#### [TASK OBJECTIVE]
Find the lines holding the string "user" in the data, then copy all of them.

--- RECORDS ---

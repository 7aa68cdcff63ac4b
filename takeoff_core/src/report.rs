//! # PDF Takeoff Report
//!
//! Renders a one-document quantity report with Typst: a title block, the
//! frame summary (grid, levels, member counts), the bill of quantities and
//! the totals. Data is injected into an embedded template by placeholder
//! replacement, then compiled in memory; the output is raw PDF bytes.
//!
//! Only the fonts bundled with `typst-assets` are used, so rendering needs no
//! files on disk.
//!
//! ## Example
//!
//! ```rust,no_run
//! use takeoff_core::report::render_takeoff_pdf;
//! use takeoff_core::session::TakeoffSession;
//!
//! let session = TakeoffSession::with_builtin();
//! let takeoff = session.compute();
//! let pdf = render_takeoff_pdf(session.params(), &takeoff, "J. Kim").unwrap();
//! std::fs::write("takeoff.pdf", pdf).unwrap();
//! ```

use chrono::{Datelike, Utc};
use tracing::debug;
use typst::diag::{FileError, FileResult};
use typst::foundations::{Bytes, Datetime};
use typst::syntax::{FileId, Source};
use typst::text::{Font, FontBook};
use typst::utils::LazyHash;
use typst::{Library, LibraryExt, World};
use typst_pdf::PdfOptions;

use crate::errors::{TakeoffError, TakeoffResult};
use crate::fmt::{format_display, format_optional, UNKNOWN};
use crate::params::FrameParams;
use crate::quantities::QuantityTable;
use crate::session::Takeoff;

/// In-memory Typst world: one detached source, bundled fonts, no files.
struct ReportWorld {
    main: Source,
    book: LazyHash<FontBook>,
    fonts: Vec<Font>,
    library: LazyHash<Library>,
}

impl ReportWorld {
    fn new(source: String) -> Self {
        let fonts: Vec<Font> = typst_assets::fonts()
            .flat_map(|data| Font::iter(Bytes::new(data.to_vec())))
            .collect();
        let book = FontBook::from_fonts(&fonts);

        ReportWorld {
            main: Source::detached(source),
            book: LazyHash::new(book),
            fonts,
            library: LazyHash::new(Library::default()),
        }
    }
}

impl World for ReportWorld {
    fn library(&self) -> &LazyHash<Library> {
        &self.library
    }

    fn book(&self) -> &LazyHash<FontBook> {
        &self.book
    }

    fn main(&self) -> FileId {
        self.main.id()
    }

    fn source(&self, id: FileId) -> FileResult<Source> {
        if id == self.main.id() {
            Ok(self.main.clone())
        } else {
            Err(FileError::NotFound(id.vpath().as_rootless_path().into()))
        }
    }

    fn file(&self, id: FileId) -> FileResult<Bytes> {
        Err(FileError::NotFound(id.vpath().as_rootless_path().into()))
    }

    fn font(&self, index: usize) -> Option<Font> {
        self.fonts.get(index).cloned()
    }

    fn today(&self, _offset: Option<i64>) -> Option<Datetime> {
        let now = Utc::now();
        Datetime::from_ymd(now.year(), now.month() as u8, now.day() as u8)
    }
}

const TAKEOFF_TEMPLATE: &str = r##"
#set page(
  paper: "a4",
  margin: (top: 20mm, bottom: 20mm, left: 18mm, right: 18mm),
  header: align(right)[
    #text(size: 8pt, fill: gray)[Steelgrid Quantity Takeoff]
  ],
  footer: context [
    #line(length: 100%, stroke: 0.5pt + gray)
    #v(4pt)
    #grid(
      columns: (1fr, 1fr, 1fr),
      align(left)[#text(size: 8pt)[{{PREPARED_BY}}]],
      align(center)[#text(size: 8pt)[Page #counter(page).display()]],
      align(right)[#text(size: 8pt)[{{DATE}}]],
    )
  ]
)

#set text(font: "DejaVu Sans Mono", size: 9pt)

#align(center)[
  #block(width: 100%, fill: rgb("#f0f0f0"), inset: 12pt, radius: 4pt)[
    #text(size: 16pt, weight: "bold")[Steel Quantity Takeoff]
    #v(4pt)
    #text(size: 12pt)[{{TITLE}}]
  ]
]

#v(10pt)

#grid(
  columns: (1fr, 1fr),
  gutter: 16pt,
  [
    *Grid*
    #table(
      columns: (auto, 1fr),
      stroke: none,
      [X gridlines:], [{{NX}}],
      [X spans (mm):], [{{SPANS_X}}],
      [Y gridlines:], [{{NY}}],
      [Y spans (mm):], [{{SPANS_Y}}],
    )
  ],
  [
    *Levels*
    #table(
      columns: (auto, 1fr),
      stroke: none,
      [Elevations (mm):], [{{LEVELS}}],
      [Height (m):], [{{HEIGHT_M}}],
      [Members:], [{{MEMBER_COUNT}}],
    )
  ],
)

#v(10pt)

*Bill of Quantities*

#table(
  columns: (auto, 1fr, auto, auto, auto),
  align: (left, left, right, right, right),
  stroke: 0.5pt + gray,
  table.header([*Category*], [*Profile*], [*Count*], [*Length (m)*], [*Mass (kg)*]),
{{ROWS}}
  [*TOTAL*], [], [*{{TOTAL_COUNT}}*], [*{{TOTAL_LENGTH}}*], [*{{TOTAL_KG}}*],
)

#v(6pt)
#align(right)[Total mass: *{{TOTAL_T}} t*]

#v(10pt)
#text(size: 8pt, fill: gray)[Unit weights are nominal table values. "-" marks an unknown weight.]
"##;

/// Render the takeoff report to PDF bytes.
pub fn render_takeoff_pdf(params: &FrameParams, takeoff: &Takeoff, prepared_by: &str) -> TakeoffResult<Vec<u8>> {
    let grid = params.grid_spec();
    let levels = params.level_set();
    let table = &takeoff.table;

    let title = if params.title.trim().is_empty() {
        "Untitled frame"
    } else {
        params.title.as_str()
    };

    let join_mm = |values: &[f64]| -> String {
        if values.is_empty() {
            escape_typst(UNKNOWN)
        } else {
            values
                .iter()
                .map(|v| format_display(*v, 1))
                .collect::<Vec<_>>()
                .join(", ")
        }
    };

    let date = Utc::now().format("%Y-%m-%d").to_string();
    let values = [
        ("TITLE", escape_typst(title)),
        ("PREPARED_BY", escape_typst(prepared_by)),
        ("DATE", escape_typst(&date)),
        ("NX", grid.x.count.to_string()),
        ("NY", grid.y.count.to_string()),
        ("SPANS_X", join_mm(&grid.x.spans)),
        ("SPANS_Y", join_mm(&grid.y.spans)),
        ("LEVELS", join_mm(levels.elevations())),
        ("HEIGHT_M", format_display(levels.height() / 1000.0, 3)),
        ("MEMBER_COUNT", takeoff.members.len().to_string()),
        ("ROWS", build_rows(table)),
        ("TOTAL_COUNT", table.totals.count.to_string()),
        ("TOTAL_LENGTH", format_display(table.totals.length_m, 3)),
        ("TOTAL_KG", escape_typst(&format_optional(table.totals.mass_kg, 3))),
        ("TOTAL_T", escape_typst(&format_optional(table.totals.mass_t, 3))),
    ];
    let source = fill_template(TAKEOFF_TEMPLATE, &values);

    let world = ReportWorld::new(source);
    let warned = typst::compile(&world);

    let document = warned.output.map_err(|errors| {
        let msgs: Vec<String> = errors.iter().map(|e| e.message.to_string()).collect();
        TakeoffError::ReportFailed {
            reason: format!("Typst compilation failed: {}", msgs.join("; ")),
        }
    })?;

    let pdf = typst_pdf::pdf(&document, &PdfOptions::default()).map_err(|errors| {
        let msgs: Vec<String> = errors.iter().map(|e| e.message.to_string()).collect();
        TakeoffError::ReportFailed {
            reason: format!("PDF rendering failed: {}", msgs.join("; ")),
        }
    })?;

    debug!(bytes = pdf.len(), rows = table.rows.len(), "Rendered takeoff report");
    Ok(pdf)
}

fn build_rows(table: &QuantityTable) -> String {
    table
        .rows
        .iter()
        .map(|r| {
            format!(
                "  [{}], [{}], [{}], [{}], [{}],",
                escape_typst(&r.category),
                escape_typst(&r.profile),
                r.count,
                format_display(r.length_m, 3),
                escape_typst(&format_optional(r.mass_kg, 3)),
            )
        })
        .collect::<Vec<_>>()
        .join("\n")
}

/// Replace every `{{NAME}}` in `template` in one pass.
///
/// Inserted values are never rescanned, so user text containing `{{...}}`
/// stays literal. Unknown placeholders are kept as written.
fn fill_template(template: &str, values: &[(&str, String)]) -> String {
    let mut out = String::with_capacity(template.len() * 2);
    let mut rest = template;
    while let Some(open) = rest.find("{{") {
        out.push_str(&rest[..open]);
        let after = &rest[open + 2..];
        let Some(close) = after.find("}}") else {
            out.push_str(&rest[open..]);
            return out;
        };
        let name = &after[..close];
        match values.iter().find(|(key, _)| *key == name) {
            Some((_, value)) => out.push_str(value),
            None => out.push_str(&rest[open..open + close + 4]),
        }
        rest = &after[close + 2..];
    }
    out.push_str(rest);
    out
}

/// Escape Typst markup characters in user text placed inside `[...]`
fn escape_typst(s: &str) -> String {
    let mut out = String::with_capacity(s.len());
    for c in s.chars() {
        if matches!(c, '*' | '_' | '#' | '$' | '@' | '<' | '>' | '\\' | '`' | '[' | ']' | '~' | '/' | '-' | '+' | '=' | '{' | '}') {
            out.push('\\');
        }
        out.push(c);
    }
    out
}

#[cfg(test)]
mod tests {
    use super::*;
    use crate::session::TakeoffSession;

    #[test]
    fn test_escape_typst() {
        assert_eq!(escape_typst("H-200x200"), "H\\-200x200");
        assert_eq!(escape_typst("a*b_c#[x]"), "a\\*b\\_c\\#\\[x\\]");
        assert_eq!(escape_typst("{{ROWS}}"), "\\{\\{ROWS\\}\\}");
    }

    #[test]
    fn test_fill_template_single_pass() {
        let values = [
            ("TITLE", "Bay {{DATE}} {{ROWS}}".to_string()),
            ("DATE", "2026-10-16".to_string()),
            ("ROWS", "[row]".to_string()),
        ];
        let out = fill_template("{{TITLE}} | {{DATE}} | {{ROWS}} | {{OTHER}}", &values);
        assert_eq!(out, "Bay {{DATE}} {{ROWS}} | 2026-10-16 | [row] | {{OTHER}}");
        assert_eq!(fill_template("open {{TITLE", &values), "open {{TITLE");
    }

    #[test]
    fn test_rows_markup() {
        let session = TakeoffSession::with_builtin();
        let takeoff = session.compute();
        let rows = build_rows(&takeoff.table);
        assert!(rows.starts_with("  [COLUMN], [H\\-300x300x10x15], [9],"));
        assert_eq!(rows.lines().count(), takeoff.table.rows.len());
    }

    #[test]
    fn test_pdf_generation() {
        let mut session = TakeoffSession::with_builtin();
        session.update_params(|p| p.title = "Warehouse #2 [phase_1] {{ROWS}}".into());
        let takeoff = session.compute();

        let pdf = render_takeoff_pdf(session.params(), &takeoff, "Test Estimator");
        assert!(pdf.is_ok(), "PDF generation failed: {:?}", pdf.err());

        let bytes = pdf.unwrap();
        assert!(bytes.starts_with(b"%PDF"), "Output is not a valid PDF");
        assert!(bytes.len() > 1000, "PDF seems too small");
    }
}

---

#### [THE COMPLETED TASK]
/// Inserted values are never rescanned, so user text containing `{{...}}`
/// Escape Typst markup characters in user text placed inside `[...]`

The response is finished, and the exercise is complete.